Collected data entries
====

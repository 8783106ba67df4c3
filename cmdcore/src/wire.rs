//! JSON wire format for command messages.
//!
//! For cross-process or serialization scenarios a [`CommandMessage`] is
//! flattened into a [`MessageFrame`]: a JSON object with `correlation-id`,
//! `processing-context`, `command-context`, and `direction` fields. The
//! live command back-reference never crosses the wire; the frame carries
//! the owning command's id, and a [`CommandRegistry`] resolves it when
//! the frame is revived on the receiving side.
//!
//! Decoding is strict where execution safety demands it: a frame whose
//! `direction` is missing or unrecognized fails with an explicit error,
//! because such a message cannot be safely executed in either mode.

use std::collections::HashMap;
use std::sync::Arc;

use serde::{Deserialize, Serialize};

use crate::command::Command;
use crate::composite::MacroParameter;
use crate::context::{CommandParameter, ContextState, ExecutionContext, Payload};
use crate::errors::{CommandError, FrameError};
use crate::message::{ActionContext, CommandMessage, Direction};
use crate::types::{CommandId, CorrelationId};

/// Resolves command ids to live command instances on frame revival.
///
/// Every command that may appear inside an incoming frame must be
/// registered; an unresolved id fails the revival with
/// [`FrameError::UnknownCommand`].
pub struct CommandRegistry<P: Payload> {
    commands: HashMap<CommandId, Arc<dyn Command<P>>>,
}

impl<P: Payload> CommandRegistry<P> {
    /// Creates an empty registry.
    pub fn new() -> Self {
        Self {
            commands: HashMap::new(),
        }
    }

    /// Registers a command under its own id, replacing any previous
    /// registration.
    #[must_use]
    pub fn register(mut self, command: Arc<dyn Command<P>>) -> Self {
        self.commands.insert(command.command_id(), command);
        self
    }

    /// Looks up a command by id.
    pub fn resolve(&self, id: &CommandId) -> Option<Arc<dyn Command<P>>> {
        self.commands.get(id).cloned()
    }
}

impl<P: Payload> Default for CommandRegistry<P> {
    fn default() -> Self {
        Self::new()
    }
}

/// The serialized form of a command parameter.
#[derive(Debug, Clone, Serialize, Deserialize)]
#[serde(tag = "kind", content = "data", rename_all = "kebab-case")]
pub enum ParameterSnapshot<P> {
    /// A plain payload value.
    Value(P),
    /// A macro parameter with its nested context arena.
    Macro {
        /// The composite's root input.
        input: P,
        /// Snapshots of the nested contexts, in execution order.
        nested: Vec<ContextSnapshot<P>>,
        /// How many leading nested contexts had committed.
        committed: usize,
    },
}

/// The serialized form of an execution context.
///
/// Carries the owning command's id in place of the live back-reference.
#[derive(Debug, Clone, Serialize, Deserialize)]
pub struct ContextSnapshot<P> {
    /// The id of the owning command.
    #[serde(rename = "command-id")]
    pub command_id: CommandId,
    /// The state machine position.
    pub state: ContextState,
    /// The forward-execution input.
    #[serde(rename = "redo-parameter")]
    pub redo_parameter: Option<ParameterSnapshot<P>>,
    /// The compensation input.
    #[serde(rename = "undo-parameter")]
    pub undo_parameter: Option<ParameterSnapshot<P>>,
    /// The output value.
    pub result: Option<P>,
    /// The recorded failure.
    pub error: Option<CommandError>,
}

/// The JSON frame a message travels as.
#[derive(Debug, Clone, Serialize, Deserialize)]
#[serde(bound(deserialize = "P: Payload"))]
pub struct MessageFrame<P> {
    /// The join key between send and receive.
    #[serde(rename = "correlation-id")]
    pub correlation_id: CorrelationId,
    /// Caller trace metadata; may be absent on foreign frames.
    #[serde(rename = "processing-context", default)]
    pub processing_context: Option<ActionContext>,
    /// The carried context; may be absent on foreign frames.
    #[serde(rename = "command-context", default)]
    pub command_context: Option<ContextSnapshot<P>>,
    /// The execution direction. Missing or unrecognized values fail
    /// decoding.
    pub direction: Direction,
}

fn snapshot_parameter<P: Payload>(parameter: &CommandParameter<P>) -> ParameterSnapshot<P> {
    match parameter {
        CommandParameter::Value(value) => ParameterSnapshot::Value(value.clone()),
        CommandParameter::Macro(arena) => ParameterSnapshot::Macro {
            input: arena.input().clone(),
            nested: arena.nested().iter().map(snapshot_context).collect(),
            committed: arena.committed(),
        },
    }
}

fn snapshot_context<P: Payload>(context: &ExecutionContext<P>) -> ContextSnapshot<P> {
    ContextSnapshot {
        command_id: context.command_id(),
        state: context.state(),
        redo_parameter: context.redo_parameter().map(snapshot_parameter),
        undo_parameter: context.undo_parameter().map(snapshot_parameter),
        result: context.result().cloned(),
        error: context.error().cloned(),
    }
}

fn revive_parameter<P: Payload>(
    snapshot: ParameterSnapshot<P>,
    registry: &CommandRegistry<P>,
) -> Result<CommandParameter<P>, FrameError> {
    match snapshot {
        ParameterSnapshot::Value(value) => Ok(CommandParameter::Value(value)),
        ParameterSnapshot::Macro {
            input,
            nested,
            committed,
        } => {
            let nested = nested
                .into_iter()
                .map(|snapshot| revive_context(snapshot, registry))
                .collect::<Result<Vec<_>, _>>()?;
            Ok(CommandParameter::Macro(MacroParameter::restore(
                input, nested, committed,
            )))
        }
    }
}

fn revive_context<P: Payload>(
    snapshot: ContextSnapshot<P>,
    registry: &CommandRegistry<P>,
) -> Result<ExecutionContext<P>, FrameError> {
    let command = registry
        .resolve(&snapshot.command_id)
        .ok_or_else(|| FrameError::UnknownCommand(snapshot.command_id.clone()))?;
    let redo_parameter = snapshot
        .redo_parameter
        .map(|parameter| revive_parameter(parameter, registry))
        .transpose()?;
    let undo_parameter = snapshot
        .undo_parameter
        .map(|parameter| revive_parameter(parameter, registry))
        .transpose()?;
    Ok(ExecutionContext::restore(
        command,
        snapshot.state,
        redo_parameter,
        undo_parameter,
        snapshot.result,
        snapshot.error,
    ))
}

impl<P: Payload> MessageFrame<P> {
    /// Flattens a live message into its wire form.
    pub fn from_message(message: &CommandMessage<P>) -> Self {
        Self {
            correlation_id: message.correlation_id().clone(),
            processing_context: Some(message.action_context().clone()),
            command_context: Some(snapshot_context(message.context())),
            direction: message.direction(),
        }
    }

    /// Revives the frame into a live message.
    ///
    /// The carried command ids are resolved through `registry`; a frame
    /// without a command context cannot be executed and fails with
    /// [`FrameError::MissingContext`].
    pub fn into_message(
        self,
        registry: &CommandRegistry<P>,
    ) -> Result<CommandMessage<P>, FrameError> {
        let snapshot = self.command_context.ok_or(FrameError::MissingContext)?;
        let context = revive_context(snapshot, registry)?;
        let action_context = self.processing_context.unwrap_or_else(|| {
            ActionContext::new(
                crate::types::FacadeName::try_new("unknown")
                    .expect("literal facade name is valid"),
                crate::types::ActionName::try_new("unknown")
                    .expect("literal action name is valid"),
            )
        });
        let message = match self.direction {
            Direction::Do => {
                CommandMessage::do_action(self.correlation_id, action_context, context)
            }
            Direction::Undo => {
                CommandMessage::undo_action(self.correlation_id, action_context, context)
            }
        };
        Ok(message)
    }

    /// Encodes the frame as a JSON string.
    pub fn encode(&self) -> Result<String, FrameError> {
        Ok(serde_json::to_string(self)?)
    }

    /// Decodes a frame from a JSON string.
    ///
    /// Fails with an explicit error when `direction` is missing or
    /// unrecognized.
    pub fn decode(json: &str) -> Result<Self, FrameError> {
        Ok(serde_json::from_str(json)?)
    }
}
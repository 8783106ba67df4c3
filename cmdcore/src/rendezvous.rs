//! Per-message rendezvous between a blocked caller and a worker.
//!
//! Exactly one rendezvous exists per correlation id for the lifetime of
//! one request/response round trip. The caller parks in [`wait`]
//! (`MessageRendezvous::wait`); the response pipeline hands over the
//! processed message through [`complete`](MessageRendezvous::complete);
//! shutdown releases parked callers through
//! [`abort`](MessageRendezvous::abort). Waiting is a notification with
//! a state re-check, not a poll loop, so completion is observed promptly
//! and no wakeup can be lost.

use parking_lot::Mutex;
use tokio::sync::Notify;
use tracing::warn;

use crate::context::Payload;
use crate::errors::LifecycleError;
use crate::message::CommandMessage;

/// Where a round trip currently stands.
#[derive(Debug)]
enum Progress<P: Payload> {
    /// The worker has not delivered a result yet.
    InProgress,
    /// The result is ready for the waiting caller.
    Completed(CommandMessage<P>),
    /// The result was handed to the caller.
    Consumed,
    /// Shutdown released the rendezvous before a result arrived.
    Aborted,
}

/// The rendezvous object a caller blocks on until its message completes.
///
/// Single-consumer: one `receive` call waits per rendezvous, matching
/// the one-in-flight-message-per-correlation-id invariant of the
/// exchange.
#[derive(Debug)]
pub struct MessageRendezvous<P: Payload> {
    progress: Mutex<Progress<P>>,
    notify: Notify,
}

impl<P: Payload> MessageRendezvous<P> {
    /// Creates a rendezvous awaiting its result.
    pub fn new() -> Self {
        Self {
            progress: Mutex::new(Progress::InProgress),
            notify: Notify::new(),
        }
    }

    /// Delivers the processed message and wakes the waiting caller.
    ///
    /// Single-shot and idempotent: only the first delivery counts; any
    /// later call is ignored with a warning.
    pub fn complete(&self, message: CommandMessage<P>) {
        {
            let mut progress = self.progress.lock();
            match &*progress {
                Progress::InProgress => *progress = Progress::Completed(message),
                _ => {
                    warn!(
                        correlation_id = %message.correlation_id(),
                        "rendezvous already settled; duplicate completion ignored"
                    );
                    return;
                }
            }
        }
        self.notify.notify_one();
    }

    /// Releases a parked caller without a result.
    ///
    /// Used only by service shutdown. A rendezvous that already holds a
    /// result keeps it.
    pub fn abort(&self) {
        {
            let mut progress = self.progress.lock();
            if matches!(&*progress, Progress::InProgress) {
                *progress = Progress::Aborted;
            }
        }
        self.notify.notify_one();
    }

    /// Whether a result has been delivered and not yet consumed.
    pub fn is_completed(&self) -> bool {
        matches!(&*self.progress.lock(), Progress::Completed(_))
    }

    /// Parks until the paired worker delivers the result.
    ///
    /// Returns the processed message, or
    /// [`LifecycleError::ShutDownWhilePending`] when shutdown released
    /// the rendezvous first.
    pub async fn wait(&self) -> Result<CommandMessage<P>, LifecycleError> {
        loop {
            {
                let mut progress = self.progress.lock();
                match &*progress {
                    Progress::Completed(_) => {
                        let settled = std::mem::replace(&mut *progress, Progress::Consumed);
                        let Progress::Completed(message) = settled else {
                            unreachable!("progress was just observed as Completed");
                        };
                        return Ok(message);
                    }
                    Progress::Aborted | Progress::Consumed => {
                        return Err(LifecycleError::ShutDownWhilePending);
                    }
                    Progress::InProgress => {}
                }
            }
            self.notify.notified().await;
        }
    }
}

impl<P: Payload> Default for MessageRendezvous<P> {
    fn default() -> Self {
        Self::new()
    }
}
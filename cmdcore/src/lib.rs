//! `CmdCore` - compensating command execution core
//!
//! This library turns every business operation into an execution context
//! carrying redo/undo parameters, runs it through a
//! compensating-transaction state machine, optionally composes several
//! operations into a macro command with partial-failure rollback, and
//! dispatches the actual execution through an asynchronous,
//! correlation-keyed message exchange.
//!
//! The moving parts, leaves first:
//!
//! - [`ExecutionContext`]: the mutable record of one command execution.
//! - [`Command`]: the unit-of-work contract with provided state-machine
//!   methods (`create_context`, `do_command`, `undo_command`).
//! - [`CompositeCommand`]: ordered composition under one umbrella
//!   context, with reverse-order compensation on partial failure.
//! - [`ActionExecutor`]: bridges contexts to the message exchange.
//! - [`CommandDispatchService`]: two queue-and-worker pipelines joined
//!   by correlation ids.
//! - [`MessageRendezvous`]: the per-message rendezvous a caller blocks
//!   on until its result is ready.

#![forbid(unsafe_code)]
#![warn(missing_docs)]

pub mod command;
pub mod composite;
pub mod context;
pub mod dispatch;
pub mod errors;
pub mod executor;
pub mod message;
pub mod rendezvous;
pub mod repository;
#[cfg(any(test, feature = "testing"))]
pub mod testing;
pub mod types;
pub mod wire;

pub use command::Command;
pub use composite::{CompositeCommand, MacroParameter, StateChangedListener};
pub use context::{CommandParameter, ContextState, ExecutionContext, ParameterKind, Payload};
pub use dispatch::{CommandDispatchService, DispatchConfig, ServiceLifecycle};
pub use errors::{
    CommandError, CommandResult, DispatchError, DispatchResult, FrameError, LifecycleError,
    RepositoryError, RepositoryResult,
};
pub use executor::ActionExecutor;
pub use message::{ActionContext, CommandAction, CommandMessage, Direction};
pub use rendezvous::MessageRendezvous;
pub use repository::{Entity, Repository};
pub use types::{ActionName, CommandId, CorrelationId, FacadeName, Timestamp};
pub use wire::{CommandRegistry, ContextSnapshot, MessageFrame, ParameterSnapshot};
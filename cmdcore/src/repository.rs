//! The persistence collaborator boundary.
//!
//! Commands call into a [`Repository`] to perform their side effects;
//! the core never assumes a specific storage technology. Implementations
//! live outside this crate (see the `cmdcore-memory` workspace member
//! for the in-memory one used in tests and development).

use async_trait::async_trait;

use crate::errors::RepositoryResult;

/// An entity a repository can store.
///
/// The only requirement the core places on domain objects: each entity
/// can name the id it is stored under.
pub trait Entity: Clone + Send + Sync {
    /// The id this entity is stored under.
    fn entity_id(&self) -> String;
}

/// The storage collaborator commands perform their side effects through.
///
/// Mirrors the `save` / `find-by-id` / `delete-by-id` surface of the
/// excluded persistence layer. `save` is an upsert and returns the
/// stored entity, so commands can capture the previous state for
/// compensation before overwriting it.
#[async_trait]
pub trait Repository<T: Entity>: Send + Sync {
    /// Stores the entity, replacing any previous entity under its id.
    async fn save(&self, entity: T) -> RepositoryResult<T>;

    /// Loads the entity stored under `id`.
    async fn find_by_id(&self, id: &str) -> RepositoryResult<T>;

    /// Removes the entity stored under `id`.
    async fn delete_by_id(&self, id: &str) -> RepositoryResult<()>;
}
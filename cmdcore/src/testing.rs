//! Test fixtures for the `CmdCore` command execution library.
//!
//! Pre-built command implementations that record their invocations, so
//! tests can assert not only on context outcomes but on whether and in
//! what order business logic actually ran. Available to downstream
//! crates behind the `testing` feature.

use std::sync::atomic::{AtomicUsize, Ordering};
use std::sync::Arc;

use async_trait::async_trait;
use parking_lot::Mutex;

use crate::command::Command;
use crate::context::{CommandParameter, ExecutionContext};
use crate::errors::{CommandError, CommandResult};
use crate::types::CommandId;

/// A shared journal of business-logic invocations, in call order.
pub type Journal = Arc<Mutex<Vec<String>>>;

/// Creates an empty shared journal.
pub fn journal() -> Journal {
    Arc::new(Mutex::new(Vec::new()))
}

/// A command that succeeds and records every business-logic invocation.
///
/// Forward execution captures the redo value as its undo parameter and
/// produces `"<input>:done"`; compensation requires the undo parameter
/// to be present. Entries of the form `"<id>:do"` / `"<id>:undo"` are
/// appended to the journal, which several commands may share to observe
/// relative ordering.
pub struct RecordingCommand {
    id: CommandId,
    journal: Journal,
    do_calls: AtomicUsize,
    undo_calls: AtomicUsize,
}

impl RecordingCommand {
    /// Creates a recording command with a private journal.
    pub fn arc(id: &str) -> Arc<Self> {
        Self::with_journal(id, journal())
    }

    /// Creates a recording command appending to a shared journal.
    pub fn with_journal(id: &str, journal: Journal) -> Arc<Self> {
        Arc::new(Self {
            id: CommandId::try_new(id).expect("test command id is valid"),
            journal,
            do_calls: AtomicUsize::new(0),
            undo_calls: AtomicUsize::new(0),
        })
    }

    /// How many times `execute_do` ran.
    pub fn do_calls(&self) -> usize {
        self.do_calls.load(Ordering::SeqCst)
    }

    /// How many times `execute_undo` ran.
    pub fn undo_calls(&self) -> usize {
        self.undo_calls.load(Ordering::SeqCst)
    }
}

#[async_trait]
impl Command<String> for RecordingCommand {
    fn command_id(&self) -> CommandId {
        self.id.clone()
    }

    async fn execute_do(&self, context: &mut ExecutionContext<String>) -> CommandResult<String> {
        self.do_calls.fetch_add(1, Ordering::SeqCst);
        let input = context.redo_value()?.clone();
        context.set_undo_parameter(CommandParameter::Value(input.clone()));
        self.journal.lock().push(format!("{}:do", self.id));
        Ok(format!("{input}:done"))
    }

    async fn execute_undo(&self, context: &mut ExecutionContext<String>) -> CommandResult<()> {
        self.undo_calls.fetch_add(1, Ordering::SeqCst);
        context.undo_value()?;
        self.journal.lock().push(format!("{}:undo", self.id));
        Ok(())
    }
}

/// A command whose business logic always fails.
///
/// Both paths return [`CommandError::BusinessRule`] after bumping the
/// matching call counter, so tests can distinguish "failed" from "never
/// ran".
pub struct FailingCommand {
    id: CommandId,
    do_calls: AtomicUsize,
    undo_calls: AtomicUsize,
}

impl FailingCommand {
    /// Creates a failing command.
    pub fn arc(id: &str) -> Arc<Self> {
        Arc::new(Self {
            id: CommandId::try_new(id).expect("test command id is valid"),
            do_calls: AtomicUsize::new(0),
            undo_calls: AtomicUsize::new(0),
        })
    }

    /// How many times `execute_do` ran.
    pub fn do_calls(&self) -> usize {
        self.do_calls.load(Ordering::SeqCst)
    }

    /// How many times `execute_undo` ran.
    pub fn undo_calls(&self) -> usize {
        self.undo_calls.load(Ordering::SeqCst)
    }
}

#[async_trait]
impl Command<String> for FailingCommand {
    fn command_id(&self) -> CommandId {
        self.id.clone()
    }

    async fn execute_do(&self, _context: &mut ExecutionContext<String>) -> CommandResult<String> {
        self.do_calls.fetch_add(1, Ordering::SeqCst);
        Err(CommandError::BusinessRule(format!("{} refused", self.id)))
    }

    async fn execute_undo(&self, _context: &mut ExecutionContext<String>) -> CommandResult<()> {
        self.undo_calls.fetch_add(1, Ordering::SeqCst);
        Err(CommandError::BusinessRule(format!(
            "{} cannot compensate",
            self.id
        )))
    }
}

/// A command that rejects every parameter at validation time.
///
/// Its context build always fails before any business logic, which is
/// exactly what composite fail-fast tests need from a middle command.
pub struct RejectingCommand {
    id: CommandId,
}

impl RejectingCommand {
    /// Creates a rejecting command.
    pub fn arc(id: &str) -> Arc<Self> {
        Arc::new(Self {
            id: CommandId::try_new(id).expect("test command id is valid"),
        })
    }
}

#[async_trait]
impl Command<String> for RejectingCommand {
    fn command_id(&self) -> CommandId {
        self.id.clone()
    }

    fn accept_parameter(
        &self,
        _parameter: Option<CommandParameter<String>>,
    ) -> CommandResult<CommandParameter<String>> {
        Err(CommandError::Internal(format!(
            "{} rejects every parameter",
            self.id
        )))
    }

    async fn execute_do(&self, _context: &mut ExecutionContext<String>) -> CommandResult<String> {
        Err(CommandError::Internal("unreachable".to_string()))
    }

    async fn execute_undo(&self, _context: &mut ExecutionContext<String>) -> CommandResult<()> {
        Err(CommandError::Internal("unreachable".to_string()))
    }
}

====

▶ EXERCISE OBJECTIVE
Which lines of the data contain the string "Aborted"? Copy each of them.

▶ RESULT BELOW
    Aborted,
                *progress = Progress::Aborted;
                    Progress::Aborted | Progress::Consumed => {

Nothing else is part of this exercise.